PROMPT: Each line of the data that includes the string "crate" is to be copied out.

RECORDS SHOWN:
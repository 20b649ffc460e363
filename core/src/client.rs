//! Stateless HTTP request builder and response parser for the posts API.
//!
//! # Design
//! `PostClient` holds only a `base_url` and carries no mutable state between
//! calls. Each operation is split into a `build_*` method that produces an
//! `HttpRequest` and a `parse_*` method that consumes an `HttpResponse`.
//! The caller executes the actual HTTP round-trip, keeping the core
//! deterministic and free of I/O dependencies.

use std::fmt;

use crate::error::ApiError;
use crate::http::{HttpMethod, HttpRequest, HttpResponse};
use crate::types::{NewPost, Post};

/// Collection path of the posts resource, relative to the base URL.
pub const RESOURCE_PATH: &str = "api/posts/";

/// Synchronous, stateless client for the posts API.
///
/// Builds `HttpRequest` values and parses `HttpResponse` values without
/// touching the network.
#[derive(Debug, Clone)]
pub struct PostClient {
    base_url: String,
}

impl PostClient {
    /// An empty `base_url` keeps paths relative (`api/posts/`).
    pub fn new(base_url: &str) -> Self {
        Self {
            base_url: base_url.trim_end_matches('/').to_string(),
        }
    }

    pub fn base_url(&self) -> &str {
        &self.base_url
    }

    fn collection_path(&self) -> String {
        if self.base_url.is_empty() {
            RESOURCE_PATH.to_string()
        } else {
            format!("{}/{RESOURCE_PATH}", self.base_url)
        }
    }

    pub fn build_list_posts(&self) -> HttpRequest {
        HttpRequest {
            method: HttpMethod::Get,
            path: self.collection_path(),
            headers: Vec::new(),
            body: None,
        }
    }

    pub fn build_create_post(&self, input: &NewPost) -> Result<HttpRequest, ApiError> {
        let body = serde_json::to_string(input).map_err(|e| ApiError::SerializationError(e.to_string()))?;
        Ok(HttpRequest {
            method: HttpMethod::Post,
            path: self.collection_path(),
            headers: vec![("content-type".to_string(), "application/json".to_string())],
            body: Some(body),
        })
    }

    /// The id is interpolated verbatim: no encoding, no type coercion
    /// beyond `Display`.
    pub fn build_delete_post(&self, id: impl fmt::Display) -> HttpRequest {
        HttpRequest {
            method: HttpMethod::Delete,
            path: format!("{}{id}", self.collection_path()),
            headers: Vec::new(),
            body: None,
        }
    }

    /// Decode the list body, parsing every `createdAt`. One bad record
    /// fails the whole call.
    pub fn parse_list_posts(&self, response: HttpResponse) -> Result<Vec<Post>, ApiError> {
        check_status(&response)?;
        serde_json::from_str(&response.body).map_err(|e| ApiError::DeserializationError(e.to_string()))
    }

    /// Hands back the server's response unchanged on success.
    pub fn parse_create_post(&self, response: HttpResponse) -> Result<HttpResponse, ApiError> {
        check_status(&response)?;
        Ok(response)
    }

    /// Hands back the server's response unchanged on success.
    pub fn parse_delete_post(&self, response: HttpResponse) -> Result<HttpResponse, ApiError> {
        check_status(&response)?;
        Ok(response)
    }
}

/// Any non-2xx status becomes an `HttpError` carrying the raw body.
fn check_status(response: &HttpResponse) -> Result<(), ApiError> {
    if response.is_success() {
        return Ok(());
    }
    Err(ApiError::HttpError {
        status: response.status,
        body: response.body.clone(),
    })
}
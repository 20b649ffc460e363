use std::sync::Arc;

use axum::{
    extract::{Path, State},
    http::StatusCode,
    routing::{delete, get},
    Json, Router,
};
use chrono::{DateTime, SecondsFormat, Utc};
use serde::{Deserialize, Serialize, Serializer};
use tokio::{net::TcpListener, sync::RwLock};
use uuid::Uuid;

#[derive(Clone, Debug, Serialize, Deserialize)]
pub struct Post {
    #[serde(rename = "_id")]
    pub id: String,
    pub text: String,
    #[serde(rename = "createdAt", serialize_with = "iso_millis")]
    pub created_at: DateTime<Utc>,
}

impl Post {
    pub fn new(text: impl Into<String>) -> Self {
        Self {
            id: Uuid::new_v4().simple().to_string(),
            text: text.into(),
            created_at: Utc::now(),
        }
    }
}

#[derive(Deserialize)]
pub struct CreatePost {
    pub text: String,
}

/// Posts in insertion order.
pub type Db = Arc<RwLock<Vec<Post>>>;

pub fn app() -> Router {
    app_with_db(Db::default())
}

/// Build the router over an existing store, so tests can seed or inspect it.
pub fn app_with_db(db: Db) -> Router {
    Router::new()
        .route("/api/posts/", get(list_posts).post(create_post))
        .route("/api/posts/{id}", delete(delete_post))
        .with_state(db)
}

pub async fn run(listener: TcpListener) -> Result<(), std::io::Error> {
    axum::serve(listener, app()).await
}

fn iso_millis<S: Serializer>(dt: &DateTime<Utc>, serializer: S) -> Result<S::Ok, S::Error> {
    serializer.serialize_str(&dt.to_rfc3339_opts(SecondsFormat::Millis, true))
}

async fn list_posts(State(db): State<Db>) -> Json<Vec<Post>> {
    Json(db.read().await.clone())
}

async fn create_post(State(db): State<Db>, Json(input): Json<CreatePost>) -> StatusCode {
    let post = Post::new(input.text);
    tracing::debug!(id = %post.id, "created post");
    db.write().await.push(post);
    StatusCode::CREATED
}

async fn delete_post(
    State(db): State<Db>,
    Path(id): Path<String>,
) -> Result<Json<serde_json::Value>, StatusCode> {
    let mut posts = db.write().await;
    let index = posts.iter().position(|p| p.id == id).ok_or(StatusCode::NOT_FOUND)?;
    posts.remove(index);
    tracing::debug!(%id, "deleted post");
    Ok(Json(serde_json::json!({})))
}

EXERCISE RESULT:
use crate::error::ApiError;
use crate::http::{HttpMethod, HttpRequest, HttpResponse};
use crate::types::{NewPost, Post};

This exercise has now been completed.